**Task details**
Your output should be the complete listing, repeated exactly.
== Segment start ==
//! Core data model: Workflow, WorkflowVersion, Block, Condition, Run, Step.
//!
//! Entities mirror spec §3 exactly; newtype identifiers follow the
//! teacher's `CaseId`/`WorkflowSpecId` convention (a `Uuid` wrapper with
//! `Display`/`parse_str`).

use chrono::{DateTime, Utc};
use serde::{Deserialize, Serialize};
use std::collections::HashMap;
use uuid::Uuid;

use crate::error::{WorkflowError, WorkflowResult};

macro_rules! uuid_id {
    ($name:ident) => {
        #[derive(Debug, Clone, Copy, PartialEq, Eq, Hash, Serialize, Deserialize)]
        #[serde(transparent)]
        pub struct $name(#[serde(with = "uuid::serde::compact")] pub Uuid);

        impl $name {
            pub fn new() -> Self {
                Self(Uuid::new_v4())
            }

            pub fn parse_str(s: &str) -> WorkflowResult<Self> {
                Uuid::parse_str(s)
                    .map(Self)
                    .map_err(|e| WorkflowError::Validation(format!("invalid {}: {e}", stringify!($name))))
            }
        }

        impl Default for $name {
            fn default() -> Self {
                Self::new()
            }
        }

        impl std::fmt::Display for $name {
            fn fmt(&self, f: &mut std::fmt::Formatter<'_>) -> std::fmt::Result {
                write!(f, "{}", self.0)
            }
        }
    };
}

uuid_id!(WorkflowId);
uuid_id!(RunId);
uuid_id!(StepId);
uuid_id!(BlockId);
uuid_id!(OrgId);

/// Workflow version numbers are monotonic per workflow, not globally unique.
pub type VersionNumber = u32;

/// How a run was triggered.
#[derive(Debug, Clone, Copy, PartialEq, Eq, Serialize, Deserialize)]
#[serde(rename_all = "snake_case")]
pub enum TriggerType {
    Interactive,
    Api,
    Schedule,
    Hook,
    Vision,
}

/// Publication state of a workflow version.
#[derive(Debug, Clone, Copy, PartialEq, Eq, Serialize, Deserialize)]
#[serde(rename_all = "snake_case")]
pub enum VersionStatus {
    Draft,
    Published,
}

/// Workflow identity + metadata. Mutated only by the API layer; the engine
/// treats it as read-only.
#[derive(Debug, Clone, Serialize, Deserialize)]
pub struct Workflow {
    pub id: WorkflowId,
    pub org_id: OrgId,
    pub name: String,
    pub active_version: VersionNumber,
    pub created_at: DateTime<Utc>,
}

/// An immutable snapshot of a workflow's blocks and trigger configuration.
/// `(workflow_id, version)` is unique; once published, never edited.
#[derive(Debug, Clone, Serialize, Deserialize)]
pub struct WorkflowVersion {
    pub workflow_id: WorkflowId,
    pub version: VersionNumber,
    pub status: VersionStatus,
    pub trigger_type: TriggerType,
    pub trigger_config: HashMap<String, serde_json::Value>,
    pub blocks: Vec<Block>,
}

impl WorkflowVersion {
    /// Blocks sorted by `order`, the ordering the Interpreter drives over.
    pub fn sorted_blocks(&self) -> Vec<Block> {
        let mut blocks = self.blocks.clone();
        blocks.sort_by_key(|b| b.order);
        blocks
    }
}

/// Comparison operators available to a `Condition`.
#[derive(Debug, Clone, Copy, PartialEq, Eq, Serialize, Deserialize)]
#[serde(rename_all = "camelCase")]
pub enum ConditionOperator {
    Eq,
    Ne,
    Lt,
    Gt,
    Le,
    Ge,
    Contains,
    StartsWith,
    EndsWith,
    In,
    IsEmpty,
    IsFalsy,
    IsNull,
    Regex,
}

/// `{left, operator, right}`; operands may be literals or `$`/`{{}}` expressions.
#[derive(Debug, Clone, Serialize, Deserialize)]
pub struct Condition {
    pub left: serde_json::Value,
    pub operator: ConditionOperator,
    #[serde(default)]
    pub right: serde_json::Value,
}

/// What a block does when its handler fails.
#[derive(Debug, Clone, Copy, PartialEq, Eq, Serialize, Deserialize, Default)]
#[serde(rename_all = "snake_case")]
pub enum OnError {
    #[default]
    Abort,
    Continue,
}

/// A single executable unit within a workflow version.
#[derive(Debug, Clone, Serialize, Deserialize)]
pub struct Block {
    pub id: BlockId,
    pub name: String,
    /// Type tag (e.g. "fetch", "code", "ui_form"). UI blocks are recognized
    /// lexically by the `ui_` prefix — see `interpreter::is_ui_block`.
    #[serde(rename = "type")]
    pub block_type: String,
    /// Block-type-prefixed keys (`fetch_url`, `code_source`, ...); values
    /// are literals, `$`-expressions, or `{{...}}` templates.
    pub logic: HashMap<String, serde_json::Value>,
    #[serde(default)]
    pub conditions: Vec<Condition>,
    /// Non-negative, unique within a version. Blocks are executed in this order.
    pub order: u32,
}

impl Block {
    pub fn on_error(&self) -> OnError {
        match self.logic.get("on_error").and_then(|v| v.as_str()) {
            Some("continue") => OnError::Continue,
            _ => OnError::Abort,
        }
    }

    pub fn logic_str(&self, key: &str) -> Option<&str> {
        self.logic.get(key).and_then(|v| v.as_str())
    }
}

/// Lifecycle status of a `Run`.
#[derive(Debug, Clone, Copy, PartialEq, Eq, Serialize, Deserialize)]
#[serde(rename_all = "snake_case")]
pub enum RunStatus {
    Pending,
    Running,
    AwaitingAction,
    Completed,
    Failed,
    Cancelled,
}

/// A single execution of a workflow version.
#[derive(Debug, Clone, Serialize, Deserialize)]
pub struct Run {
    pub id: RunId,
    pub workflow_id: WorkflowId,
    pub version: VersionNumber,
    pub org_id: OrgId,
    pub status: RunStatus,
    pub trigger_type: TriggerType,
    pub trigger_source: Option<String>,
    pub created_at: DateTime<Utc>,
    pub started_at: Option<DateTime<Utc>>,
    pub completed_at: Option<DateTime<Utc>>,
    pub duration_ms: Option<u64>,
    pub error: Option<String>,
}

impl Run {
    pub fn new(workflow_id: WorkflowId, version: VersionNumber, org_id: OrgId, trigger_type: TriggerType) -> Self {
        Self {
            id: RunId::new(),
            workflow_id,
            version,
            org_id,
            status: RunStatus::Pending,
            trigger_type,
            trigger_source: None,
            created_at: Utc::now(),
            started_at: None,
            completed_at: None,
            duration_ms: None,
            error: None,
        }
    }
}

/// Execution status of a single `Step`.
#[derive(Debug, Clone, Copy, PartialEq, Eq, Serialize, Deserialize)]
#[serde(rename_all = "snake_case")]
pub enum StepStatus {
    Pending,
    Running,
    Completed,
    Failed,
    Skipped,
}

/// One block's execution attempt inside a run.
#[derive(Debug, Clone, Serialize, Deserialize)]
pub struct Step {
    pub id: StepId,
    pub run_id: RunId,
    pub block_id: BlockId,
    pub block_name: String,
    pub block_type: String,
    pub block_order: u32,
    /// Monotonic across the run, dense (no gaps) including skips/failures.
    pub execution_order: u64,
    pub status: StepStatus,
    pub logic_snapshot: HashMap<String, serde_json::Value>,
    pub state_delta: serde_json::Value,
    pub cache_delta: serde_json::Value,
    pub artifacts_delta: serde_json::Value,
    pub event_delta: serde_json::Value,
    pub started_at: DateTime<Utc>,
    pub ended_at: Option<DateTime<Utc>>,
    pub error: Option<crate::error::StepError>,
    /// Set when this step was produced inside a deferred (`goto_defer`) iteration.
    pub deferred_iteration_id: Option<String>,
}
== Segment end ==
**Output of the task**
//! Core data model: Workflow, WorkflowVersion, Block, Condition, Run, Step.
//!
//! Entities mirror spec §3 exactly; newtype identifiers follow the
//! teacher's `CaseId`/`WorkflowSpecId` convention (a `Uuid` wrapper with
//! `Display`/`parse_str`).

use chrono::{DateTime, Utc};
use serde::{Deserialize, Serialize};
use std::collections::HashMap;
use uuid::Uuid;

use crate::error::{WorkflowError, WorkflowResult};

macro_rules! uuid_id {
    ($name:ident) => {
        #[derive(Debug, Clone, Copy, PartialEq, Eq, Hash, Serialize, Deserialize)]
        #[serde(transparent)]
        pub struct $name(#[serde(with = "uuid::serde::compact")] pub Uuid);

        impl $name {
            pub fn new() -> Self {
                Self(Uuid::new_v4())
            }

            pub fn parse_str(s: &str) -> WorkflowResult<Self> {
                Uuid::parse_str(s)
                    .map(Self)
                    .map_err(|e| WorkflowError::Validation(format!("invalid {}: {e}", stringify!($name))))
            }
        }

        impl Default for $name {
            fn default() -> Self {
                Self::new()
            }
        }

        impl std::fmt::Display for $name {
            fn fmt(&self, f: &mut std::fmt::Formatter<'_>) -> std::fmt::Result {
                write!(f, "{}", self.0)
            }
        }
    };
}

uuid_id!(WorkflowId);
uuid_id!(RunId);
uuid_id!(StepId);
uuid_id!(BlockId);
uuid_id!(OrgId);

/// Workflow version numbers are monotonic per workflow, not globally unique.
pub type VersionNumber = u32;

/// How a run was triggered.
#[derive(Debug, Clone, Copy, PartialEq, Eq, Serialize, Deserialize)]
#[serde(rename_all = "snake_case")]
pub enum TriggerType {
    Interactive,
    Api,
    Schedule,
    Hook,
    Vision,
}

/// Publication state of a workflow version.
#[derive(Debug, Clone, Copy, PartialEq, Eq, Serialize, Deserialize)]
#[serde(rename_all = "snake_case")]
pub enum VersionStatus {
    Draft,
    Published,
}

/// Workflow identity + metadata. Mutated only by the API layer; the engine
/// treats it as read-only.
#[derive(Debug, Clone, Serialize, Deserialize)]
pub struct Workflow {
    pub id: WorkflowId,
    pub org_id: OrgId,
    pub name: String,
    pub active_version: VersionNumber,
    pub created_at: DateTime<Utc>,
}

/// An immutable snapshot of a workflow's blocks and trigger configuration.
/// `(workflow_id, version)` is unique; once published, never edited.
#[derive(Debug, Clone, Serialize, Deserialize)]
pub struct WorkflowVersion {
    pub workflow_id: WorkflowId,
    pub version: VersionNumber,
    pub status: VersionStatus,
    pub trigger_type: TriggerType,
    pub trigger_config: HashMap<String, serde_json::Value>,
    pub blocks: Vec<Block>,
}

impl WorkflowVersion {
    /// Blocks sorted by `order`, the ordering the Interpreter drives over.
    pub fn sorted_blocks(&self) -> Vec<Block> {
        let mut blocks = self.blocks.clone();
        blocks.sort_by_key(|b| b.order);
        blocks
    }
}

/// Comparison operators available to a `Condition`.
#[derive(Debug, Clone, Copy, PartialEq, Eq, Serialize, Deserialize)]
#[serde(rename_all = "camelCase")]
pub enum ConditionOperator {
    Eq,
    Ne,
    Lt,
    Gt,
    Le,
    Ge,
    Contains,
    StartsWith,
    EndsWith,
    In,
    IsEmpty,
    IsFalsy,
    IsNull,
    Regex,
}

/// `{left, operator, right}`; operands may be literals or `$`/`{{}}` expressions.
#[derive(Debug, Clone, Serialize, Deserialize)]
pub struct Condition {
    pub left: serde_json::Value,
    pub operator: ConditionOperator,
    #[serde(default)]
    pub right: serde_json::Value,
}

/// What a block does when its handler fails.
#[derive(Debug, Clone, Copy, PartialEq, Eq, Serialize, Deserialize, Default)]
#[serde(rename_all = "snake_case")]
pub enum OnError {
    #[default]
    Abort,
    Continue,
}

/// A single executable unit within a workflow version.
#[derive(Debug, Clone, Serialize, Deserialize)]
pub struct Block {
    pub id: BlockId,
    pub name: String,
    /// Type tag (e.g. "fetch", "code", "ui_form"). UI blocks are recognized
    /// lexically by the `ui_` prefix — see `interpreter::is_ui_block`.
    #[serde(rename = "type")]
    pub block_type: String,
    /// Block-type-prefixed keys (`fetch_url`, `code_source`, ...); values
    /// are literals, `$`-expressions, or `{{...}}` templates.
    pub logic: HashMap<String, serde_json::Value>,
    #[serde(default)]
    pub conditions: Vec<Condition>,
    /// Non-negative, unique within a version. Blocks are executed in this order.
    pub order: u32,
}

impl Block {
    pub fn on_error(&self) -> OnError {
        match self.logic.get("on_error").and_then(|v| v.as_str()) {
            Some("continue") => OnError::Continue,
            _ => OnError::Abort,
        }
    }

    pub fn logic_str(&self, key: &str) -> Option<&str> {
        self.logic.get(key).and_then(|v| v.as_str())
    }
}

/// Lifecycle status of a `Run`.
#[derive(Debug, Clone, Copy, PartialEq, Eq, Serialize, Deserialize)]
#[serde(rename_all = "snake_case")]
pub enum RunStatus {
    Pending,
    Running,
    AwaitingAction,
    Completed,
    Failed,
    Cancelled,
}

/// A single execution of a workflow version.
#[derive(Debug, Clone, Serialize, Deserialize)]
pub struct Run {
    pub id: RunId,
    pub workflow_id: WorkflowId,
    pub version: VersionNumber,
    pub org_id: OrgId,
    pub status: RunStatus,
    pub trigger_type: TriggerType,
    pub trigger_source: Option<String>,
    pub created_at: DateTime<Utc>,
    pub started_at: Option<DateTime<Utc>>,
    pub completed_at: Option<DateTime<Utc>>,
    pub duration_ms: Option<u64>,
    pub error: Option<String>,
}

impl Run {
    pub fn new(workflow_id: WorkflowId, version: VersionNumber, org_id: OrgId, trigger_type: TriggerType) -> Self {
        Self {
            id: RunId::new(),
            workflow_id,
            version,
            org_id,
            status: RunStatus::Pending,
            trigger_type,
            trigger_source: None,
            created_at: Utc::now(),
            started_at: None,
            completed_at: None,
            duration_ms: None,
            error: None,
        }
    }
}

/// Execution status of a single `Step`.
#[derive(Debug, Clone, Copy, PartialEq, Eq, Serialize, Deserialize)]
#[serde(rename_all = "snake_case")]
pub enum StepStatus {
    Pending,
    Running,
    Completed,
    Failed,
    Skipped,
}

/// One block's execution attempt inside a run.
#[derive(Debug, Clone, Serialize, Deserialize)]
pub struct Step {
    pub id: StepId,
    pub run_id: RunId,
    pub block_id: BlockId,
    pub block_name: String,
    pub block_type: String,
    pub block_order: u32,
    /// Monotonic across the run, dense (no gaps) including skips/failures.
    pub execution_order: u64,
    pub status: StepStatus,
    pub logic_snapshot: HashMap<String, serde_json::Value>,
    pub state_delta: serde_json::Value,
    pub cache_delta: serde_json::Value,
    pub artifacts_delta: serde_json::Value,
    pub event_delta: serde_json::Value,
    pub started_at: DateTime<Utc>,
    pub ended_at: Option<DateTime<Utc>>,
    pub error: Option<crate::error::StepError>,
    /// Set when this step was produced inside a deferred (`goto_defer`) iteration.
    pub deferred_iteration_id: Option<String>,
}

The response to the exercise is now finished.